#### [What is expected]
Give back the data in full, with every line exact.
§ §
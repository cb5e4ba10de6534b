/*
    MartyPC
    https://github.com/dbalsom/martypc

    Copyright 2022-2025 Daniel Balsom

    Permission is hereby granted, free of charge, to any person obtaining a
    copy of this software and associated documentation files (the “Software”),
    to deal in the Software without restriction, including without limitation
    the rights to use, copy, modify, merge, publish, distribute, sublicense,
    and/or sell copies of the Software, and to permit persons to whom the
    Software is furnished to do so, subject to the following conditions:

    The above copyright notice and this permission notice shall be included in
    all copies or substantial portions of the Software.

    THE SOFTWARE IS PROVIDED “AS IS”, WITHOUT WARRANTY OF ANY KIND, EXPRESS OR
    IMPLIED, INCLUDING BUT NOT LIMITED TO THE WARRANTIES OF MERCHANTABILITY,
    FITNESS FOR A PARTICULAR PURPOSE AND NONINFRINGEMENT. IN NO EVENT SHALL THE
    AUTHORS OR COPYRIGHT HOLDERS BE LIABLE FOR ANY CLAIM, DAMAGES OR OTHER
    LIABILITY, WHETHER IN AN ACTION OF CONTRACT, TORT OR OTHERWISE, ARISING
    FROM, OUT OF OR IN CONNECTION WITH THE SOFTWARE OR THE USE OR OTHER
    DEALINGS IN THE SOFTWARE.

    ---------------------------------------------------------------------------

    lib.rs

    Reads the opcode generator's TOML configuration and overlays command line arguments.

*/

//! Configuration for the opcode generator.
//!
//! Settings are read from a TOML file (`opgen.toml` by default). Command line arguments, when
//! enabled, take priority over the configuration file.
//!
//! Features:
//! - `use_bpaf`: Enable BPAF support for command line argument parsing.

mod bpaf_config;

use std::path::{Path, PathBuf};

#[cfg(feature = "use_bpaf")]
use bpaf_config::cli_args;
pub use bpaf_config::CmdLineArgs;

use cfg_if::cfg_if;
use serde_derive::Deserialize;

fn _default_table_path() -> PathBuf {
    PathBuf::from("opcodes.json")
}
fn _default_cpu_file() -> PathBuf {
    PathBuf::from("src/cpu.rs")
}
fn _default_tests_file() -> PathBuf {
    PathBuf::from("src/cpu/tests.rs")
}
fn _default_level() -> String {
    "info".to_string()
}

#[derive(Debug, Deserialize)]
pub struct Generator {
    /// The opcode table, as JSON.
    #[serde(default = "_default_table_path")]
    pub table_path: PathBuf,
    /// Receives the decode and execution artifacts.
    #[serde(default = "_default_cpu_file")]
    pub cpu_file: PathBuf,
    /// Receives the generated test suite.
    #[serde(default = "_default_tests_file")]
    pub tests_file: PathBuf,
    /// Restrict generation to these opcodes, e.g. `["06", "CB40"]`.
    pub opcodes: Option<Vec<String>>,
    #[serde(default)]
    pub dry_run: bool,
}

impl Default for Generator {
    fn default() -> Self {
        Self {
            table_path: _default_table_path(),
            cpu_file: _default_cpu_file(),
            tests_file: _default_tests_file(),
            opcodes: None,
            dry_run: false,
        }
    }
}

#[derive(Debug, Deserialize)]
pub struct Logging {
    /// Default log filter, used when `RUST_LOG` is not set.
    #[serde(default = "_default_level")]
    pub level: String,
}

impl Default for Logging {
    fn default() -> Self {
        Self { level: _default_level() }
    }
}

#[derive(Debug, Default, Deserialize)]
pub struct ConfigFileParams {
    #[serde(default)]
    pub generator: Generator,
    #[serde(default)]
    pub logging:   Logging,
}

impl ConfigFileParams {
    pub fn overlay(&mut self, shell_args: CmdLineArgs) {
        if let Some(table) = shell_args.table {
            self.generator.table_path = table;
        }
        if let Some(cpu_file) = shell_args.cpu_file {
            self.generator.cpu_file = cpu_file;
        }
        if let Some(tests_file) = shell_args.tests_file {
            self.generator.tests_file = tests_file;
        }
        if let Some(opcode_string) = shell_args.opcodes {
            // Split comma-separated list of opcodes into vector of strings
            let opcodes: Vec<String> = opcode_string
                .split(',')
                .map(|s| s.trim().to_string())
                .filter(|s| !s.is_empty())
                .collect();
            self.generator.opcodes = Some(opcodes);
        }
        if let Some(level) = shell_args.log_level {
            self.logging.level = level;
        }

        self.generator.dry_run |= shell_args.dry_run;
    }
}

pub fn read_config(toml_string: impl AsRef<str>, shell_args: CmdLineArgs) -> Result<ConfigFileParams, anyhow::Error> {
    let mut toml_args: ConfigFileParams = toml::from_str(toml_string.as_ref())?;

    // Command line arguments override config file arguments
    toml_args.overlay(shell_args);
    log::debug!("Resolved configuration: {:?}", toml_args);

    Ok(toml_args)
}

fn shell_args() -> CmdLineArgs {
    let shell_args: CmdLineArgs;

    cfg_if! {
        if #[cfg(feature = "use_bpaf")] {
            log::debug!("Reading command line arguments...");
            shell_args = cli_args().run();
        } else {
            log::debug!("Argument reading disabled...");
            shell_args = CmdLineArgs::default();
        }
    }
    shell_args
}

/// Read the TOML configuration from a file path, parse and overlay command line arguments.
/// A missing default configuration file is not an error; an explicitly named one is.
pub fn read_config_file<P>(default_path: P) -> Result<ConfigFileParams, anyhow::Error>
where
    P: AsRef<Path>,
{
    let shell_args = shell_args();

    // Allow configuration file path to be overridden by command line argument 'config_file'
    let toml_string = if let Some(configfile_path) = shell_args.config_file.as_ref() {
        std::fs::read_to_string(configfile_path)?
    }
    else if default_path.as_ref().exists() {
        std::fs::read_to_string(default_path)?
    }
    else {
        log::debug!(
            "No configuration file at {}, using defaults",
            default_path.as_ref().display()
        );
        String::new()
    };

    read_config(toml_string, shell_args)
}

/// Read the TOML configuration from a string, parse and overlay command line arguments.
pub fn read_config_string(toml_string: impl AsRef<str>) -> Result<ConfigFileParams, anyhow::Error> {
    read_config(toml_string, shell_args())
}

#[cfg(test)]
mod tests {
    use super::*;

    const CONFIG: &str = r#"
[generator]
table_path = "data/opcodes.json"
cpu_file = "../gb/src/cpu.rs"
tests_file = "../gb/src/cpu/tests.rs"
opcodes = ["06", "CB40"]

[logging]
level = "debug"
"#;

    #[test]
    fn parses_file_sections() {
        let config = read_config(CONFIG, CmdLineArgs::default()).unwrap();
        assert_eq!(config.generator.table_path, PathBuf::from("data/opcodes.json"));
        assert_eq!(config.generator.cpu_file, PathBuf::from("../gb/src/cpu.rs"));
        assert_eq!(config.generator.opcodes, Some(vec!["06".to_string(), "CB40".to_string()]));
        assert!(!config.generator.dry_run);
        assert_eq!(config.logging.level, "debug");
    }

    #[test]
    fn empty_file_uses_defaults() {
        let config = read_config("", CmdLineArgs::default()).unwrap();
        assert_eq!(config.generator.table_path, PathBuf::from("opcodes.json"));
        assert_eq!(config.generator.tests_file, PathBuf::from("src/cpu/tests.rs"));
        assert_eq!(config.generator.opcodes, None);
        assert_eq!(config.logging.level, "info");
    }

    #[test]
    fn command_line_takes_priority() {
        let args = CmdLineArgs {
            table: Some(PathBuf::from("other.json")),
            opcodes: Some("0x3E, cb7c,".to_string()),
            dry_run: true,
            ..Default::default()
        };
        let config = read_config(CONFIG, args).unwrap();
        assert_eq!(config.generator.table_path, PathBuf::from("other.json"));
        assert_eq!(config.generator.cpu_file, PathBuf::from("../gb/src/cpu.rs"));
        assert_eq!(config.generator.opcodes, Some(vec!["0x3E".to_string(), "cb7c".to_string()]));
        assert!(config.generator.dry_run);
        assert_eq!(config.logging.level, "debug");
    }

    #[test]
    fn malformed_file_is_an_error() {
        assert!(read_config("[generator]\ndry_run = \"yes\"\n", CmdLineArgs::default()).is_err());
    }
}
§ §
#### [Reply]
repository cb5e4ba10de6534b
/*
    MartyPC
    https://github.com/dbalsom/martypc

    Copyright 2022-2025 Daniel Balsom

    Permission is hereby granted, free of charge, to any person obtaining a
    copy of this software and associated documentation files (the “Software”),
    to deal in the Software without restriction, including without limitation
    the rights to use, copy, modify, merge, publish, distribute, sublicense,
    and/or sell copies of the Software, and to permit persons to whom the
    Software is furnished to do so, subject to the following conditions:

    The above copyright notice and this permission notice shall be included in
    all copies or substantial portions of the Software.

    THE SOFTWARE IS PROVIDED “AS IS”, WITHOUT WARRANTY OF ANY KIND, EXPRESS OR
    IMPLIED, INCLUDING BUT NOT LIMITED TO THE WARRANTIES OF MERCHANTABILITY,
    FITNESS FOR A PARTICULAR PURPOSE AND NONINFRINGEMENT. IN NO EVENT SHALL THE
    AUTHORS OR COPYRIGHT HOLDERS BE LIABLE FOR ANY CLAIM, DAMAGES OR OTHER
    LIABILITY, WHETHER IN AN ACTION OF CONTRACT, TORT OR OTHERWISE, ARISING
    FROM, OUT OF OR IN CONNECTION WITH THE SOFTWARE OR THE USE OR OTHER
    DEALINGS IN THE SOFTWARE.

    ---------------------------------------------------------------------------

    lib.rs

    Reads the opcode generator's TOML configuration and overlays command line arguments.

*/

//! Configuration for the opcode generator.
//!
//! Settings are read from a TOML file (`opgen.toml` by default). Command line arguments, when
//! enabled, take priority over the configuration file.
//!
//! Features:
//! - `use_bpaf`: Enable BPAF support for command line argument parsing.

mod bpaf_config;

use std::path::{Path, PathBuf};

#[cfg(feature = "use_bpaf")]
use bpaf_config::cli_args;
pub use bpaf_config::CmdLineArgs;

use cfg_if::cfg_if;
use serde_derive::Deserialize;

fn _default_table_path() -> PathBuf {
    PathBuf::from("opcodes.json")
}
fn _default_cpu_file() -> PathBuf {
    PathBuf::from("src/cpu.rs")
}
fn _default_tests_file() -> PathBuf {
    PathBuf::from("src/cpu/tests.rs")
}
fn _default_level() -> String {
    "info".to_string()
}

#[derive(Debug, Deserialize)]
pub struct Generator {
    /// The opcode table, as JSON.
    #[serde(default = "_default_table_path")]
    pub table_path: PathBuf,
    /// Receives the decode and execution artifacts.
    #[serde(default = "_default_cpu_file")]
    pub cpu_file: PathBuf,
    /// Receives the generated test suite.
    #[serde(default = "_default_tests_file")]
    pub tests_file: PathBuf,
    /// Restrict generation to these opcodes, e.g. `["06", "CB40"]`.
    pub opcodes: Option<Vec<String>>,
    #[serde(default)]
    pub dry_run: bool,
}

impl Default for Generator {
    fn default() -> Self {
        Self {
            table_path: _default_table_path(),
            cpu_file: _default_cpu_file(),
            tests_file: _default_tests_file(),
            opcodes: None,
            dry_run: false,
        }
    }
}

#[derive(Debug, Deserialize)]
pub struct Logging {
    /// Default log filter, used when `RUST_LOG` is not set.
    #[serde(default = "_default_level")]
    pub level: String,
}

impl Default for Logging {
    fn default() -> Self {
        Self { level: _default_level() }
    }
}

#[derive(Debug, Default, Deserialize)]
pub struct ConfigFileParams {
    #[serde(default)]
    pub generator: Generator,
    #[serde(default)]
    pub logging:   Logging,
}

impl ConfigFileParams {
    pub fn overlay(&mut self, shell_args: CmdLineArgs) {
        if let Some(table) = shell_args.table {
            self.generator.table_path = table;
        }
        if let Some(cpu_file) = shell_args.cpu_file {
            self.generator.cpu_file = cpu_file;
        }
        if let Some(tests_file) = shell_args.tests_file {
            self.generator.tests_file = tests_file;
        }
        if let Some(opcode_string) = shell_args.opcodes {
            // Split comma-separated list of opcodes into vector of strings
            let opcodes: Vec<String> = opcode_string
                .split(',')
                .map(|s| s.trim().to_string())
                .filter(|s| !s.is_empty())
                .collect();
            self.generator.opcodes = Some(opcodes);
        }
        if let Some(level) = shell_args.log_level {
            self.logging.level = level;
        }

        self.generator.dry_run |= shell_args.dry_run;
    }
}

pub fn read_config(toml_string: impl AsRef<str>, shell_args: CmdLineArgs) -> Result<ConfigFileParams, anyhow::Error> {
    let mut toml_args: ConfigFileParams = toml::from_str(toml_string.as_ref())?;

    // Command line arguments override config file arguments
    toml_args.overlay(shell_args);
    log::debug!("Resolved configuration: {:?}", toml_args);

    Ok(toml_args)
}

fn shell_args() -> CmdLineArgs {
    let shell_args: CmdLineArgs;

    cfg_if! {
        if #[cfg(feature = "use_bpaf")] {
            log::debug!("Reading command line arguments...");
            shell_args = cli_args().run();
        } else {
            log::debug!("Argument reading disabled...");
            shell_args = CmdLineArgs::default();
        }
    }
    shell_args
}

/// Read the TOML configuration from a file path, parse and overlay command line arguments.
/// A missing default configuration file is not an error; an explicitly named one is.
pub fn read_config_file<P>(default_path: P) -> Result<ConfigFileParams, anyhow::Error>
where
    P: AsRef<Path>,
{
    let shell_args = shell_args();

    // Allow configuration file path to be overridden by command line argument 'config_file'
    let toml_string = if let Some(configfile_path) = shell_args.config_file.as_ref() {
        std::fs::read_to_string(configfile_path)?
    }
    else if default_path.as_ref().exists() {
        std::fs::read_to_string(default_path)?
    }
    else {
        log::debug!(
            "No configuration file at {}, using defaults",
            default_path.as_ref().display()
        );
        String::new()
    };

    read_config(toml_string, shell_args)
}

/// Read the TOML configuration from a string, parse and overlay command line arguments.
pub fn read_config_string(toml_string: impl AsRef<str>) -> Result<ConfigFileParams, anyhow::Error> {
    read_config(toml_string, shell_args())
}

#[cfg(test)]
mod tests {
    use super::*;

    const CONFIG: &str = r#"
[generator]
table_path = "data/opcodes.json"
cpu_file = "../gb/src/cpu.rs"
tests_file = "../gb/src/cpu/tests.rs"
opcodes = ["06", "CB40"]

[logging]
level = "debug"
"#;

    #[test]
    fn parses_file_sections() {
        let config = read_config(CONFIG, CmdLineArgs::default()).unwrap();
        assert_eq!(config.generator.table_path, PathBuf::from("data/opcodes.json"));
        assert_eq!(config.generator.cpu_file, PathBuf::from("../gb/src/cpu.rs"));
        assert_eq!(config.generator.opcodes, Some(vec!["06".to_string(), "CB40".to_string()]));
        assert!(!config.generator.dry_run);
        assert_eq!(config.logging.level, "debug");
    }

    #[test]
    fn empty_file_uses_defaults() {
        let config = read_config("", CmdLineArgs::default()).unwrap();
        assert_eq!(config.generator.table_path, PathBuf::from("opcodes.json"));
        assert_eq!(config.generator.tests_file, PathBuf::from("src/cpu/tests.rs"));
        assert_eq!(config.generator.opcodes, None);
        assert_eq!(config.logging.level, "info");
    }

    #[test]
    fn command_line_takes_priority() {
        let args = CmdLineArgs {
            table: Some(PathBuf::from("other.json")),
            opcodes: Some("0x3E, cb7c,".to_string()),
            dry_run: true,
            ..Default::default()
        };
        let config = read_config(CONFIG, args).unwrap();
        assert_eq!(config.generator.table_path, PathBuf::from("other.json"));
        assert_eq!(config.generator.cpu_file, PathBuf::from("../gb/src/cpu.rs"));
        assert_eq!(config.generator.opcodes, Some(vec!["0x3E".to_string(), "cb7c".to_string()]));
        assert!(config.generator.dry_run);
        assert_eq!(config.logging.level, "debug");
    }

    #[test]
    fn malformed_file_is_an_error() {
        assert!(read_config("[generator]\ndry_run = \"yes\"\n", CmdLineArgs::default()).is_err());
    }
}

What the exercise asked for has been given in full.